(WHAT TO WORK ON): Gather each line in the entries that includes the string "advances".

(Collected data):
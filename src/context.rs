//! Audio contexts: the host audio environment a session renders into
//!
//! An `AudioContext` owns a destination [`Mixer`] and a clock. Graphs are
//! connected to it and start at absolute times on that clock. Contexts
//! are created through a `ContextFactory` so the engine can create one
//! lazily and tests can substitute their own.

use crate::error::{FlypastError, Result};
use crate::graph::VoiceGraph;
use crate::mixer::{GraphHandle, Mixer};
use std::fmt;
use tracing::debug;

/// Lifecycle state of a context
#[derive(Debug, Clone, Copy, PartialEq, Eq)]
pub enum ContextState {
    /// Created but not rendering; the clock is frozen
    Suspended,
    Running,
    /// Released; cannot be resumed
    Closed,
}

impl fmt::Display for ContextState {
    fn fmt(&self, f: &mut fmt::Formatter<'_>) -> fmt::Result {
        let name = match self {
            ContextState::Suspended => "suspended",
            ContextState::Running => "running",
            ContextState::Closed => "closed",
        };
        f.write_str(name)
    }
}

/// A live audio processing context
pub trait AudioContext: Send {
    fn sample_rate(&self) -> f32;

    /// Seconds on the context's own clock
    fn current_time(&self) -> f64;

    fn state(&self) -> ContextState;

    fn resume(&mut self) -> Result<()>;

    fn suspend(&mut self) -> Result<()>;

    /// Release the context. Closing twice yields `FlypastError::Disposal`.
    fn close(&mut self) -> Result<()>;

    /// Hand a graph to the destination; it plays from its own start time
    fn connect(&mut self, graph: VoiceGraph) -> Result<GraphHandle>;
}

/// Creates contexts on demand
pub trait ContextFactory: Send {
    fn create(&self) -> Result<Box<dyn AudioContext>>;
}

impl<F> ContextFactory for F
where
    F: Fn() -> Result<Box<dyn AudioContext>> + Send,
{
    fn create(&self) -> Result<Box<dyn AudioContext>> {
        self()
    }
}

/// Factory for hosts without audio (or with audio disabled)
#[derive(Debug, Clone)]
pub struct UnsupportedContextFactory {
    reason: String,
}

impl UnsupportedContextFactory {
    pub fn new(reason: impl Into<String>) -> Self {
        Self {
            reason: reason.into(),
        }
    }
}

impl ContextFactory for UnsupportedContextFactory {
    fn create(&self) -> Result<Box<dyn AudioContext>> {
        Err(FlypastError::UnsupportedAudioEnvironment(self.reason.clone()))
    }
}

/// Factory producing in-memory offline contexts
#[derive(Debug, Clone)]
pub struct OfflineContextFactory {
    pub sample_rate: f32,
    pub master_gain: f32,
}

impl ContextFactory for OfflineContextFactory {
    fn create(&self) -> Result<Box<dyn AudioContext>> {
        Ok(Box::new(OfflineContext::new(self.sample_rate, self.master_gain)))
    }
}

/// Context that renders into memory on demand
///
/// The clock only advances when [`OfflineContext::render`] is called.
pub struct OfflineContext {
    mixer: Mixer,
    state: ContextState,
}

impl OfflineContext {
    pub fn new(sample_rate: f32, master_gain: f32) -> Self {
        Self {
            mixer: Mixer::new(sample_rate, master_gain),
            state: ContextState::Running,
        }
    }

    /// Render `frames` stereo frames in blocks of `block_size`
    pub fn render(&mut self, frames: usize, block_size: usize) -> (Vec<f32>, Vec<f32>) {
        let block_size = block_size.max(1);
        let mut left = vec![0.0; frames];
        let mut right = vec![0.0; frames];

        if self.state != ContextState::Running {
            return (left, right);
        }

        for (l, r) in left.chunks_mut(block_size).zip(right.chunks_mut(block_size)) {
            self.mixer.render(l, r);
        }
        (left, right)
    }

    /// Render until the clock reaches `time` (seconds)
    pub fn render_until(&mut self, time: f64, block_size: usize) -> (Vec<f32>, Vec<f32>) {
        let target = (time * self.mixer.sample_rate() as f64).ceil().max(0.0) as u64;
        let frames = target.saturating_sub(self.mixer.frames_rendered()) as usize;
        self.render(frames, block_size)
    }

    pub fn active_voices(&self) -> usize {
        self.mixer.active_voices()
    }
}

impl AudioContext for OfflineContext {
    fn sample_rate(&self) -> f32 {
        self.mixer.sample_rate()
    }

    fn current_time(&self) -> f64 {
        self.mixer.current_time()
    }

    fn state(&self) -> ContextState {
        self.state
    }

    fn resume(&mut self) -> Result<()> {
        match self.state {
            ContextState::Closed => Err(FlypastError::NotReady),
            _ => {
                self.state = ContextState::Running;
                Ok(())
            }
        }
    }

    fn suspend(&mut self) -> Result<()> {
        match self.state {
            ContextState::Closed => Err(FlypastError::NotReady),
            _ => {
                self.state = ContextState::Suspended;
                Ok(())
            }
        }
    }

    fn close(&mut self) -> Result<()> {
        if self.state == ContextState::Closed {
            return Err(FlypastError::Disposal("offline context already closed".into()));
        }
        self.mixer.clear();
        self.state = ContextState::Closed;
        debug!("Offline context closed at {:.3}s", self.mixer.current_time());
        Ok(())
    }

    fn connect(&mut self, graph: VoiceGraph) -> Result<GraphHandle> {
        if self.state == ContextState::Closed {
            return Err(FlypastError::NotReady);
        }
        Ok(self.mixer.connect(graph))
    }
}
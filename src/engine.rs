//! Audio engine: owns the single audio context of one session
//!
//! The context is created lazily on first use, so a session that never
//! plays audio never touches the device. A failed creation is
//! remembered; the engine does not retry within the same session.

use crate::context::{AudioContext, ContextFactory, ContextState, UnsupportedContextFactory};
use crate::cue::AudioCue;
use crate::error::{FlypastError, Result};
use crate::synth::ToneSynthesizer;
use tracing::{debug, info, warn};

/// What the sequence controller needs from an audio backend
pub trait CuePlayer: Send {
    /// Acquire (or resume) the audio context
    fn ensure_ready(&mut self) -> Result<()>;

    /// Start the cue's graph at `when` on the context clock
    fn play_cue(&mut self, cue: &AudioCue, when: f64) -> Result<()>;

    /// Context clock, `None` without a live context
    fn current_time(&self) -> Option<f64>;

    /// Release the context. Safe to call any number of times.
    fn dispose(&mut self);
}

pub struct AudioEngine {
    factory: Box<dyn ContextFactory>,
    context: Option<Box<dyn AudioContext>>,
    synth: ToneSynthesizer,
    unavailable: Option<String>,
}

impl AudioEngine {
    pub fn new(factory: Box<dyn ContextFactory>) -> Self {
        Self {
            factory,
            context: None,
            synth: ToneSynthesizer::new(),
            unavailable: None,
        }
    }

    /// Engine for hosts without audio; every session runs silently
    pub fn silent() -> Self {
        Self::new(Box::new(UnsupportedContextFactory::new("audio disabled")))
    }

    pub fn is_ready(&self) -> bool {
        self.context
            .as_ref()
            .is_some_and(|ctx| ctx.state() == ContextState::Running)
    }

    pub fn context_state(&self) -> Option<ContextState> {
        self.context.as_ref().map(|ctx| ctx.state())
    }
}

impl CuePlayer for AudioEngine {
    fn ensure_ready(&mut self) -> Result<()> {
        if let Some(reason) = &self.unavailable {
            return Err(FlypastError::UnsupportedAudioEnvironment(reason.clone()));
        }

        if self.context.is_none() {
            match self.factory.create() {
                Ok(ctx) => {
                    info!(
                        "Audio context created at {} Hz ({})",
                        ctx.sample_rate(),
                        ctx.state()
                    );
                    self.context = Some(ctx);
                }
                Err(FlypastError::UnsupportedAudioEnvironment(reason)) => {
                    warn!("Audio unavailable: {}", reason);
                    self.unavailable = Some(reason.clone());
                    return Err(FlypastError::UnsupportedAudioEnvironment(reason));
                }
                Err(e) => return Err(e),
            }
        }

        let ctx = self.context.as_mut().ok_or(FlypastError::NotReady)?;
        match ctx.state() {
            ContextState::Running => Ok(()),
            ContextState::Suspended => {
                ctx.resume()?;
                debug!("Audio context resumed");
                Ok(())
            }
            ContextState::Closed => Err(FlypastError::NotReady),
        }
    }

    fn play_cue(&mut self, cue: &AudioCue, when: f64) -> Result<()> {
        let ctx = match self.context.as_mut() {
            Some(ctx) if ctx.state() != ContextState::Closed => ctx,
            _ => return Err(FlypastError::NotReady),
        };

        let handle = self.synth.build(&mut **ctx, &cue.effect, when)?;
        debug!(
            "Cue {} scheduled at {:.3}s (voice {})",
            cue.kind(),
            when,
            handle.id
        );
        Ok(())
    }

    fn current_time(&self) -> Option<f64> {
        self.context
            .as_ref()
            .filter(|ctx| ctx.state() != ContextState::Closed)
            .map(|ctx| ctx.current_time())
    }

    fn dispose(&mut self) {
        let Some(mut ctx) = self.context.take() else {
            return;
        };

        match ctx.close() {
            Ok(()) => info!("Audio context closed"),
            Err(FlypastError::Disposal(reason)) => debug!("Ignoring disposal error: {}", reason),
            Err(e) => warn!("Failed to close audio context: {}", e),
        }
    }
}

impl Drop for AudioEngine {
    fn drop(&mut self) {
        self.dispose();
    }
}
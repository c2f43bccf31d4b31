//! Destination mixer shared by every audio context
//!
//! Sums connected voices into a stereo block, advances the context clock
//! by the frames rendered and retires voices that reached their natural
//! end. The device callback and the offline renderer both drive it.

use crate::graph::VoiceGraph;
use tracing::debug;

/// Handle returned when a graph is connected to a destination
#[derive(Debug, Clone, Copy, PartialEq)]
pub struct GraphHandle {
    pub id: u64,
    pub kind: crate::cue::CueKind,
    pub start_time: f64,
    pub end_time: f64,
}

pub struct Mixer {
    sample_rate: f32,
    master_gain: f32,
    voices: Vec<(u64, VoiceGraph)>,
    frames_rendered: u64,
    next_id: u64,
    left: Vec<f32>,
    right: Vec<f32>,
}

impl Mixer {
    pub fn new(sample_rate: f32, master_gain: f32) -> Self {
        Self {
            sample_rate,
            master_gain: master_gain.clamp(0.0, 1.0),
            voices: Vec::new(),
            frames_rendered: 0,
            next_id: 0,
            left: Vec::new(),
            right: Vec::new(),
        }
    }

    pub fn sample_rate(&self) -> f32 {
        self.sample_rate
    }

    /// Context clock: seconds of audio rendered so far
    pub fn current_time(&self) -> f64 {
        self.frames_rendered as f64 / self.sample_rate as f64
    }

    pub fn frames_rendered(&self) -> u64 {
        self.frames_rendered
    }

    pub fn active_voices(&self) -> usize {
        self.voices.len()
    }

    /// Take ownership of a graph; it plays from its own start time
    pub fn connect(&mut self, graph: VoiceGraph) -> GraphHandle {
        let id = self.next_id;
        self.next_id += 1;

        let handle = GraphHandle {
            id,
            kind: graph.kind(),
            start_time: graph.start_time(),
            end_time: graph.end_time(),
        };
        debug!(
            "Voice {} ({}) connected: {:.3}s -> {:.3}s",
            id, handle.kind, handle.start_time, handle.end_time
        );
        self.voices.push((id, graph));
        handle
    }

    /// Drop every voice (context teardown)
    pub fn clear(&mut self) {
        self.voices.clear();
    }

    /// Render one stereo block, overwriting `left` and `right`
    pub fn render(&mut self, left: &mut [f32], right: &mut [f32]) {
        let frames = left.len().min(right.len());
        left[..frames].fill(0.0);
        right[..frames].fill(0.0);

        let block_start = self.current_time();
        for (_, voice) in self.voices.iter_mut() {
            voice.render(block_start, self.sample_rate, &mut left[..frames], &mut right[..frames]);
        }

        // Soft clipping to prevent distortion
        for sample in left[..frames].iter_mut().chain(right[..frames].iter_mut()) {
            *sample = (*sample * self.master_gain).tanh();
        }

        self.frames_rendered += frames as u64;

        let now = self.current_time();
        self.voices.retain(|(id, voice)| {
            let keep = !voice.is_finished(now);
            if !keep {
                debug!("Voice {} ({}) finished", id, voice.kind());
            }
            keep
        });
    }

    /// Render into an interleaved device buffer
    ///
    /// Mono devices get the average of both channels; channels past the
    /// second are silent.
    pub fn process_interleaved<T>(&mut self, output: &mut [T], channels: usize)
    where
        T: cpal::SizedSample + cpal::FromSample<f32>,
    {
        let channels = channels.max(1);
        let frames = output.len() / channels;

        let mut left = std::mem::take(&mut self.left);
        let mut right = std::mem::take(&mut self.right);
        left.resize(frames, 0.0);
        right.resize(frames, 0.0);

        self.render(&mut left, &mut right);

        for (i, frame) in output.chunks_mut(channels).enumerate() {
            let (l, r) = if i < frames { (left[i], right[i]) } else { (0.0, 0.0) };
            match frame.len() {
                1 => frame[0] = T::from_sample((l + r) * 0.5),
                _ => {
                    for (c, sample) in frame.iter_mut().enumerate() {
                        *sample = T::from_sample(match c {
                            0 => l,
                            1 => r,
                            _ => 0.0,
                        });
                    }
                }
            }
        }

        self.left = left;
        self.right = right;
    }
}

(ANSWER FOR THE TASK):
/// The clock only advances when [`OfflineContext::render`] is called.
//! Sums connected voices into a stereo block, advances the context clock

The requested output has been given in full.